Older adults with a greater cognitive reserve consistently exhibit less cognitive decline and later onset of dementia even when brain scans indicate brain tissue deterioration (Borenstein, Copenhaver, & Mortimer, 2006; Opdebeeck, Martyr, & Clare, 2016; Opdebeeck, Quinn, Nelis, & Clare, 2015; Vance & Crowe, 2006).  For instance, in a meta-analysis conducted by Opdebeeck, Martyr, and Clare (2016) (summarizing the relationship between multiple proxy measures of cognitive reserve and performance in different cognitive domains in healthy older people) a positive significant relationship was observed between overall cognitive functioning in older adults and the combined proxy measures of cognitive reserve (educational level, occupational status, and engagement in cognitively stimulating leisure activities).

Similarly, Opdebeeck, Quinn, Nelis, and Clare (2015) (in the systematic literature review of the effects of cognitive reserve on older adults who suffered from depression or other mood disorders) identified that cognitive reserve was beneficial.  The authors noted that, according to the literature reviewed, depression was associated with poor cognitive functioning in those individuals with lower cognitive reserve.  However, there was no association between depression and cognition in those with higher cognitive reserve only. This suggests that people with low levels of cognitive reserve are more vulnerable to the effects of risk factors, in this case mood problems, on cognition.
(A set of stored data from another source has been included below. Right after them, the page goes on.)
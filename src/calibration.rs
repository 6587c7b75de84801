// src/calibration.rs
//
// Pixel-row to depth mapping. The sonar display draws depth linearly from
// top to bottom, so two reference ticks (pixel row, depth in feet) are
// enough to map any row to a depth.

use anyhow::{Context, Result};
use serde::{Deserialize, Serialize};
use serde_yaml::{Mapping, Value};
use std::fs;
use std::path::{Path, PathBuf};
use tracing::{info, warn};

const DEPTH_MAP_KEY: &str = "depth_map";

/// Two-point linear fit between screen rows and depth.
#[derive(Debug, Clone, Copy, PartialEq, Serialize, Deserialize)]
pub struct CalibrationMapping {
    pub pix_top: f64,
    pub pix_bot: f64,
    pub ft_top: f64,
    pub ft_bot: f64,
}

impl Default for CalibrationMapping {
    fn default() -> Self {
        Self {
            pix_top: 50.0,
            pix_bot: 650.0,
            ft_top: 0.0,
            ft_bot: 100.0,
        }
    }
}

// ============================================================================
// PERSISTENCE
// ============================================================================

pub trait CalibrationStore: Send + Sync {
    fn load(&self) -> Result<Option<CalibrationMapping>>;
    fn save(&self, mapping: &CalibrationMapping) -> Result<()>;
}

/// Keeps the mapping under the `depth_map` key of the YAML config file,
/// leaving every other key untouched.
pub struct YamlCalibrationStore {
    path: PathBuf,
}

impl YamlCalibrationStore {
    pub fn new(path: impl Into<PathBuf>) -> Self {
        Self { path: path.into() }
    }

    pub fn path(&self) -> &Path {
        &self.path
    }

    fn read_document(&self) -> Result<Value> {
        if !self.path.exists() {
            return Ok(Value::Mapping(Mapping::new()));
        }
        let contents = fs::read_to_string(&self.path)
            .with_context(|| format!("Failed to read {}", self.path.display()))?;
        let doc: Value = serde_yaml::from_str(&contents)
            .with_context(|| format!("Failed to parse {}", self.path.display()))?;
        Ok(match doc {
            Value::Null => Value::Mapping(Mapping::new()),
            other => other,
        })
    }
}

impl CalibrationStore for YamlCalibrationStore {
    fn load(&self) -> Result<Option<CalibrationMapping>> {
        let doc = self.read_document()?;
        match doc.get(DEPTH_MAP_KEY) {
            Some(section) => {
                let mapping: CalibrationMapping = serde_yaml::from_value(section.clone())
                    .context("Invalid depth_map section")?;
                Ok(Some(mapping))
            }
            None => Ok(None),
        }
    }

    fn save(&self, mapping: &CalibrationMapping) -> Result<()> {
        let mut doc = self.read_document()?;
        let root = doc
            .as_mapping_mut()
            .context("Config root is not a mapping")?;
        root.insert(
            Value::String(DEPTH_MAP_KEY.to_string()),
            serde_yaml::to_value(mapping)?,
        );

        let contents = serde_yaml::to_string(&doc)?;
        fs::write(&self.path, contents)
            .with_context(|| format!("Failed to write {}", self.path.display()))?;

        info!("✓ Calibration saved to {}", self.path.display());
        Ok(())
    }
}

// ============================================================================
// CALIBRATOR
// ============================================================================

#[derive(Debug, Clone, Default)]
pub struct DepthCalibrator {
    mapping: CalibrationMapping,
}

impl DepthCalibrator {
    pub fn new(mapping: CalibrationMapping) -> Self {
        Self { mapping }
    }

    /// Load the persisted mapping, falling back to the defaults when the
    /// store is empty or unreadable.
    pub fn from_store(store: &dyn CalibrationStore) -> Self {
        match store.load() {
            Ok(Some(mapping)) => Self::new(mapping),
            Ok(None) => Self::default(),
            Err(e) => {
                warn!("Could not load calibration: {:#}", e);
                Self::default()
            }
        }
    }

    pub fn mapping(&self) -> &CalibrationMapping {
        &self.mapping
    }

    /// Replace the fit with two reference points `(pixel_row, depth_ft)`.
    pub fn calibrate(&mut self, top: (f64, f64), bottom: (f64, f64)) -> CalibrationMapping {
        self.mapping = CalibrationMapping {
            pix_top: top.0,
            pix_bot: bottom.0,
            ft_top: top.1,
            ft_bot: bottom.1,
        };
        info!(
            "Calibration set: {:.0}px = {:.1}ft, {:.0}px = {:.1}ft",
            top.0, top.1, bottom.0, bottom.1
        );
        self.mapping
    }

    pub fn calibrate_and_save(
        &mut self,
        top: (f64, f64),
        bottom: (f64, f64),
        store: &dyn CalibrationStore,
    ) -> Result<()> {
        let mapping = self.calibrate(top, bottom);
        store.save(&mapping)
    }

    /// Depth in feet at `pixel_y`, clamped to the calibrated range.
    pub fn pixel_to_depth(&self, pixel_y: f64) -> f64 {
        let m = &self.mapping;
        if m.pix_bot == m.pix_top || m.ft_bot == m.ft_top {
            return m.ft_top;
        }

        let ratio = (pixel_y - m.pix_top) / (m.pix_bot - m.pix_top);
        let depth = m.ft_top + ratio * (m.ft_bot - m.ft_top);

        let (lo, hi) = (m.ft_top.min(m.ft_bot), m.ft_top.max(m.ft_bot));
        depth.clamp(lo, hi)
    }

    /// Pixel row for `depth_ft`. Not clamped.
    pub fn depth_to_pixel(&self, depth_ft: f64) -> f64 {
        let m = &self.mapping;
        if m.ft_bot == m.ft_top || m.pix_bot == m.pix_top {
            return m.pix_top;
        }

        let ratio = (depth_ft - m.ft_top) / (m.ft_bot - m.ft_top);
        m.pix_top + ratio * (m.pix_bot - m.pix_top)
    }

    /// `(depth_top, depth_bottom)` as configured.
    pub fn depth_range(&self) -> (f64, f64) {
        (self.mapping.ft_top, self.mapping.ft_bot)
    }

    /// Feet per pixel row; zero for a degenerate fit.
    pub fn feet_per_pixel(&self) -> f64 {
        let m = &self.mapping;
        if m.pix_bot == m.pix_top {
            return 0.0;
        }
        (m.ft_bot - m.ft_top) / (m.pix_bot - m.pix_top)
    }
}

#[cfg(test)]
mod tests {
    use super::*;
    use approx::assert_abs_diff_eq;

    fn calibrator(pix_top: f64, pix_bot: f64, ft_top: f64, ft_bot: f64) -> DepthCalibrator {
        DepthCalibrator::new(CalibrationMapping {
            pix_top,
            pix_bot,
            ft_top,
            ft_bot,
        })
    }

    #[test]
    fn test_pixel_to_depth_linear_and_clamped() {
        let cal = calibrator(0.0, 100.0, 0.0, 100.0);
        assert_eq!(cal.pixel_to_depth(0.0), 0.0);
        assert_eq!(cal.pixel_to_depth(50.0), 50.0);
        assert_eq!(cal.pixel_to_depth(100.0), 100.0);
        assert_eq!(cal.pixel_to_depth(-10.0), 0.0);
        assert_eq!(cal.pixel_to_depth(200.0), 100.0);
    }

    #[test]
    fn test_offset_calibration() {
        let cal = calibrator(50.0, 650.0, 0.0, 100.0);
        assert_abs_diff_eq!(cal.pixel_to_depth(50.0), 0.0, epsilon = 0.1);
        assert_abs_diff_eq!(cal.pixel_to_depth(650.0), 100.0, epsilon = 0.1);
        assert_abs_diff_eq!(cal.pixel_to_depth(350.0), 50.0, epsilon = 1.0);
    }

    #[test]
    fn test_inverse_round_trip() {
        for cal in [
            calibrator(100.0, 700.0, 0.0, 120.0),
            calibrator(10.0, 20.0, 5.0, 400.0),
            calibrator(600.0, 40.0, 0.0, 60.0),
        ] {
            let (top, bottom) = cal.depth_range();
            let steps = 24;
            for i in 0..=steps {
                let d = top + (bottom - top) * i as f64 / steps as f64;
                let recovered = cal.pixel_to_depth(cal.depth_to_pixel(d));
                assert_abs_diff_eq!(recovered, d, epsilon = 0.5);
            }
        }
    }

    #[test]
    fn test_monotonic_and_boundary_clamp() {
        let cal = calibrator(50.0, 650.0, 10.0, 110.0);
        let mut prev = f64::NEG_INFINITY;
        for y in (-100..800).step_by(7) {
            let d = cal.pixel_to_depth(y as f64);
            assert!(d >= prev);
            prev = d;
        }
        assert_eq!(cal.pixel_to_depth(-500.0), 10.0);
        assert_eq!(cal.pixel_to_depth(5000.0), 110.0);
    }

    #[test]
    fn test_inverted_depth_range_clamps_to_min_max() {
        let cal = calibrator(0.0, 100.0, 100.0, 0.0);
        assert_eq!(cal.pixel_to_depth(-50.0), 100.0);
        assert_eq!(cal.pixel_to_depth(150.0), 0.0);
        assert_abs_diff_eq!(cal.pixel_to_depth(25.0), 75.0, epsilon = 1e-9);
    }

    #[test]
    fn test_degenerate_calibration_returns_top() {
        let same_pixels = calibrator(300.0, 300.0, 10.0, 90.0);
        assert_eq!(same_pixels.pixel_to_depth(123.0), 10.0);
        assert_eq!(same_pixels.depth_to_pixel(50.0), 300.0);
        assert_eq!(same_pixels.feet_per_pixel(), 0.0);

        let same_depths = calibrator(50.0, 650.0, 40.0, 40.0);
        assert_eq!(same_depths.pixel_to_depth(600.0), 40.0);
        assert_eq!(same_depths.depth_to_pixel(70.0), 50.0);
    }

    #[test]
    fn test_depth_range() {
        let cal = calibrator(50.0, 650.0, 10.0, 110.0);
        assert_eq!(cal.depth_range(), (10.0, 110.0));
    }

    #[test]
    fn test_yaml_store_preserves_other_sections() {
        let dir = tempfile::tempdir().unwrap();
        let path = dir.path().join("config.yaml");
        fs::write(&path, "speech:\n  debounce_sec: 3.0\n").unwrap();

        let store = YamlCalibrationStore::new(&path);
        assert!(store.load().unwrap().is_none());

        let mut cal = DepthCalibrator::from_store(&store);
        assert_eq!(cal.mapping(), &CalibrationMapping::default());

        cal.calibrate_and_save((120.0, 5.0), (720.0, 125.0), &store)
            .unwrap();

        let reloaded = DepthCalibrator::from_store(&store);
        assert_eq!(reloaded.depth_range(), (5.0, 125.0));
        assert_eq!(reloaded.mapping().pix_top, 120.0);

        let contents = fs::read_to_string(&path).unwrap();
        assert!(contents.contains("debounce_sec"));
    }

    #[test]
    fn test_unreadable_store_falls_back_to_default() {
        let dir = tempfile::tempdir().unwrap();
        let path = dir.path().join("config.yaml");
        fs::write(&path, "depth_map: [1, 2, 3]\n").unwrap();

        let cal = DepthCalibrator::from_store(&YamlCalibrationStore::new(&path));
        assert_eq!(cal.mapping(), &CalibrationMapping::default());
    }
}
Addressing and implementing the various protective factors that maintain and increase older people’s cognitive reserve and addressing and mitigating the risk factors that decrease cognitive reserve are  increasingly being viewed as a strength-based approach to maximize cognitive function, rather than a belated response to severe cognitive pathologies.  This approach enables older people to maximize their capacity and capability to live autonomously in their communities and environments (Blazer, Yaffe, & Liverman, 2015).  Furthermore, evidence suggests that increasing cognitive reserve in older adults produces long-term effects and not just short-term stimulus associations (Yaffe et al., 2009).  Opdebeeck, Quinn, Nelis, and Clare (2015), in a recent systematic literature review reported that older adults who engaged in activities that increased cognitive function (e.g. education, more frequent religious attendance, and so forth) demonstrated better cognitive function regardless of depression levels.  Similarly, in a study conducted by Lenehan et al. (2016) (which examined the potential of university education in later life to reduce cognitive ageing) the majority of participants who attended university had an increased cognitive reserve resulting in stronger cognitive function.

Although there is significant evidence of the positive effects of cognitive reserve on cognitive ageing, initiatives that directly and purposefully stimulate the maintenance or growth of cognitive reserve are still limited.